What is Bank failure?
A bank failure occurs when a bank is unable to meet its obligations to depositors and other creditors due to financial insolvency. This typically happens when a bank’s assets (such as loans and investments) lose value or become illiquid, meaning they cannot be easily converted into cash to cover the bank’s liabilities, including customer deposits.
When a bank fails, it can have significant consequences for depositors, shareholders, and the broader economy. Depositors may lose access to their funds temporarily, and in extreme cases, they may lose some or all of their deposits if the bank is unable to recover. Governments and regulatory agencies often step in to manage bank failures, either by facilitating mergers or acquisitions with healthier banks, providing financial assistance, or, in the worst-case scenario, closing the bank and liquidating its assets to repay creditors.

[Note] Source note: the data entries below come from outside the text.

//! Error types and Result aliases for skillshell

use std::fmt;
use std::path::PathBuf;

/// Result type alias for skillshell operations
pub type Result<T> = std::result::Result<T, Error>;

/// A raised condition reported by the interpreter during cell execution.
///
/// Extracted from the error-record literal the `errset` guard prints:
/// `("<class>" <code> t nil (<message>))`.
#[derive(Debug, Clone, PartialEq, Eq)]
pub struct EvalError {
    /// Error class name, e.g. `undefinedFunctionError`
    pub class: String,
    /// Numeric error code
    pub code: i64,
    /// Human-readable message
    pub message: String,
}

impl fmt::Display for EvalError {
    fn fmt(&self, f: &mut fmt::Formatter<'_>) -> fmt::Result {
        write!(f, "{} ({}): {}", self.class, self.code, self.message)
    }
}

/// Main error type for skillshell
#[derive(Debug)]
pub enum Error {
    // === PTY-related errors ===
    /// Failed to create PTY
    PtyCreationFailed {
        command: String,
        reason: String,
    },

    /// Failed to spawn command in PTY
    CommandSpawnFailed {
        command: String,
        reason: String,
    },

    /// Failed to clone PTY reader
    PtyReaderCloneFailed {
        reason: String,
    },

    /// Failed to take PTY writer
    PtyWriterTakeFailed {
        reason: String,
    },

    /// Failed to send input to PTY
    PtyInputSendFailed {
        reason: String,
    },

    /// Failed to adjust terminal attributes on the PTY
    EchoConfigFailed {
        reason: String,
    },

    /// The interpreter's stream ended
    StreamClosed {
        context: String,
    },

    // === Signal errors ===
    /// Failed to send signal to process
    SignalSendFailed {
        signal: String,
        reason: String,
    },

    /// Signal handling not supported on platform
    SignalNotSupported {
        signal: String,
        platform: String,
    },

    /// No PID available for the interpreter process
    NoPidAvailable,

    // === Protocol errors ===
    /// The interpreter reported a raised condition
    Evaluation(EvalError),

    // === Banner errors ===
    /// Failed to obtain the interpreter banner
    BannerUnavailable {
        command: String,
        reason: String,
    },

    /// No version string found in the banner
    VersionNotFound,

    // === Configuration errors ===
    /// Failed to load configuration file
    ConfigLoadFailed {
        path: PathBuf,
        reason: String,
    },

    /// Failed to save configuration file
    ConfigSaveFailed {
        path: PathBuf,
        reason: String,
    },

    /// Configuration file not found
    ConfigNotFound,

    /// Failed to parse configuration
    ConfigParseFailed {
        format: String,
        reason: String,
    },

    /// Configuration validation failed
    ConfigValidationFailed {
        field: String,
        reason: String,
    },

    // === I/O and serialization errors ===
    /// I/O errors
    Io(std::io::Error),

    /// Serialization errors
    Serde(serde_json::Error),

    /// TOML parsing errors
    Toml(toml::de::Error),

    /// Regex compilation errors
    Regex(regex::Error),

    // === Generic fallback (use sparingly) ===
    /// Generic errors (for cases not yet categorized)
    Other(String),
}

impl fmt::Display for Error {
    fn fmt(&self, f: &mut fmt::Formatter<'_>) -> fmt::Result {
        match self {
            // PTY errors
            Error::PtyCreationFailed { command, reason } => {
                write!(f, "Failed to create PTY for command '{}': {}", command, reason)
            }
            Error::CommandSpawnFailed { command, reason } => {
                write!(f, "Failed to spawn command '{}': {}", command, reason)
            }
            Error::PtyReaderCloneFailed { reason } => {
                write!(f, "Failed to clone PTY reader: {}", reason)
            }
            Error::PtyWriterTakeFailed { reason } => {
                write!(f, "Failed to take PTY writer: {}", reason)
            }
            Error::PtyInputSendFailed { reason } => {
                write!(f, "Failed to send input to PTY: {}", reason)
            }
            Error::EchoConfigFailed { reason } => {
                write!(f, "Failed to adjust PTY terminal attributes: {}", reason)
            }
            Error::StreamClosed { context } => {
                write!(f, "Interpreter stream closed: {}", context)
            }

            // Signal errors
            Error::SignalSendFailed { signal, reason } => {
                write!(f, "Failed to send signal '{}': {}", signal, reason)
            }
            Error::SignalNotSupported { signal, platform } => {
                write!(f, "Signal '{}' not supported on {}", signal, platform)
            }
            Error::NoPidAvailable => {
                write!(f, "No PID available for the interpreter process")
            }

            // Protocol errors
            Error::Evaluation(err) => {
                write!(f, "Evaluation error: {}", err)
            }

            // Banner errors
            Error::BannerUnavailable { command, reason } => {
                write!(f, "Failed to obtain banner via '{}': {}", command, reason)
            }
            Error::VersionNotFound => {
                write!(f, "No version string found in the interpreter banner")
            }

            // Configuration errors
            Error::ConfigLoadFailed { path, reason } => {
                write!(f, "Failed to load config from '{}': {}", path.display(), reason)
            }
            Error::ConfigSaveFailed { path, reason } => {
                write!(f, "Failed to save config to '{}': {}", path.display(), reason)
            }
            Error::ConfigNotFound => {
                write!(f, "Configuration file not found")
            }
            Error::ConfigParseFailed { format, reason } => {
                write!(f, "Failed to parse {} config: {}", format, reason)
            }
            Error::ConfigValidationFailed { field, reason } => {
                write!(f, "Configuration validation failed for '{}': {}", field, reason)
            }

            // I/O and serialization errors
            Error::Io(err) => write!(f, "I/O error: {}", err),
            Error::Serde(err) => write!(f, "Serialization error: {}", err),
            Error::Toml(err) => write!(f, "TOML parsing error: {}", err),
            Error::Regex(err) => write!(f, "Regex compilation error: {}", err),

            // Generic fallback
            Error::Other(msg) => write!(f, "Error: {}", msg),
        }
    }
}

impl std::error::Error for Error {}

impl From<std::io::Error> for Error {
    fn from(err: std::io::Error) -> Self {
        Error::Io(err)
    }
}

impl From<serde_json::Error> for Error {
    fn from(err: serde_json::Error) -> Self {
        Error::Serde(err)
    }
}

impl From<toml::de::Error> for Error {
    fn from(err: toml::de::Error) -> Self {
        Error::Toml(err)
    }
}

impl From<anyhow::Error> for Error {
    fn from(err: anyhow::Error) -> Self {
        Error::Other(err.to_string())
    }
}

impl From<regex::Error> for Error {
    fn from(err: regex::Error) -> Self {
        Error::Regex(err)
    }
}

impl From<String> for Error {
    fn from(err: String) -> Self {
        Error::Other(err)
    }
}

impl From<&str> for Error {
    fn from(err: &str) -> Self {
        Error::Other(err.to_string())
    }
}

Example, Let’s imagine a fictional bank called “SafeSavings Bank.”
Imagine you’re someone who saves money by depositing it into SafeSavings Bank. You’ve been doing this for years, trusting that your money is safe and that you can withdraw it whenever you need it.
Now, let’s say SafeSavings Bank made some risky loans to people who couldn’t pay them back. They also invested in some businesses that ended up failing. Because of these bad decisions, SafeSavings Bank lost a lot of money.
As more people hear about these losses, they start to worry about the safety of their money in SafeSavings Bank. They rush to the bank to withdraw their savings all at once. But because the bank doesn’t have enough cash on hand to give everyone their money back, it’s forced to close its doors.
Now, you and many others who trusted SafeSavings Bank are in trouble. You might not be able to access your savings right away, and there’s a chance you might not get all of it back. This situation is a bank failure, where the bank can’t fulfill its promise to return your money when you need it because it’s run into financial trouble.
How much money is insured when bank fail?
Your money in bank is insured by Deposit insured and credit guarantee corporation (DICGC).
What does the DICGC insure?
- The DICGC insures all deposits such as savings, fixed, current, recurring, etc. deposits except the following types of deposits
- Deposits of foreign Governments;
- Deposits of Central/State Governments;
- Inter-bank deposits;
- Deposits of the State Land Development Banks with the State co-operative bank;
- Any amount due on account of and deposit received outside India
- Any amount, which has been specifically exempted by the corporation with the previous approval of Reserve Bank of India.
What is the maximum deposit amount insured by the DICGC?
Each depositor in a bank is insured upto a maximum of ₹ 5,00,000 (Rupees Five Lakhs) for both principal and interest amount held by him in the same right and same capacity as on the date of liquidation/cancellation of bank’s licence or the date on which the scheme of amalgamation/merger/reconstruction comes into force.
Savings A/C | Current A/C | Fixed Deposit | Total Deposit | Deposit Insured upto | |
Mr. Ramesh Mestri (Individual) | 4,50,000 | 25,000 | 35,000 | 5,10,000 | 5,00,000 |
Mr. Ramesh Mestri (Partner ABC & Co.) | 4,80,000 | 1,00,000 | 5,80,000 | 5,00,000 | |
Mr. Ramesh Mestri (Guardian of Mr. Suresh) | 95,000 | 3,50,000 | 4,45,000 | 4,45,000 | |
Mr. Ramesh Mestri (Director of R.M. Works Ltd ) | 5,50,000 | 15,50,000 | 21,00,000 | 5,00,000 |
However, if individuals open more than one joint accounts in which their names are not in the same order for example, A, B and C; C, B and A; C, A and B; A, C and B; or group of persons are different say A, B and C and A, B and D etc. then, the deposits held in these joint accounts are considered as held in the different capacity and different right. Accordingly, insurance cover will be available separately upto rupees five lakhs to every such joint account where the names appearing in different order or names are different.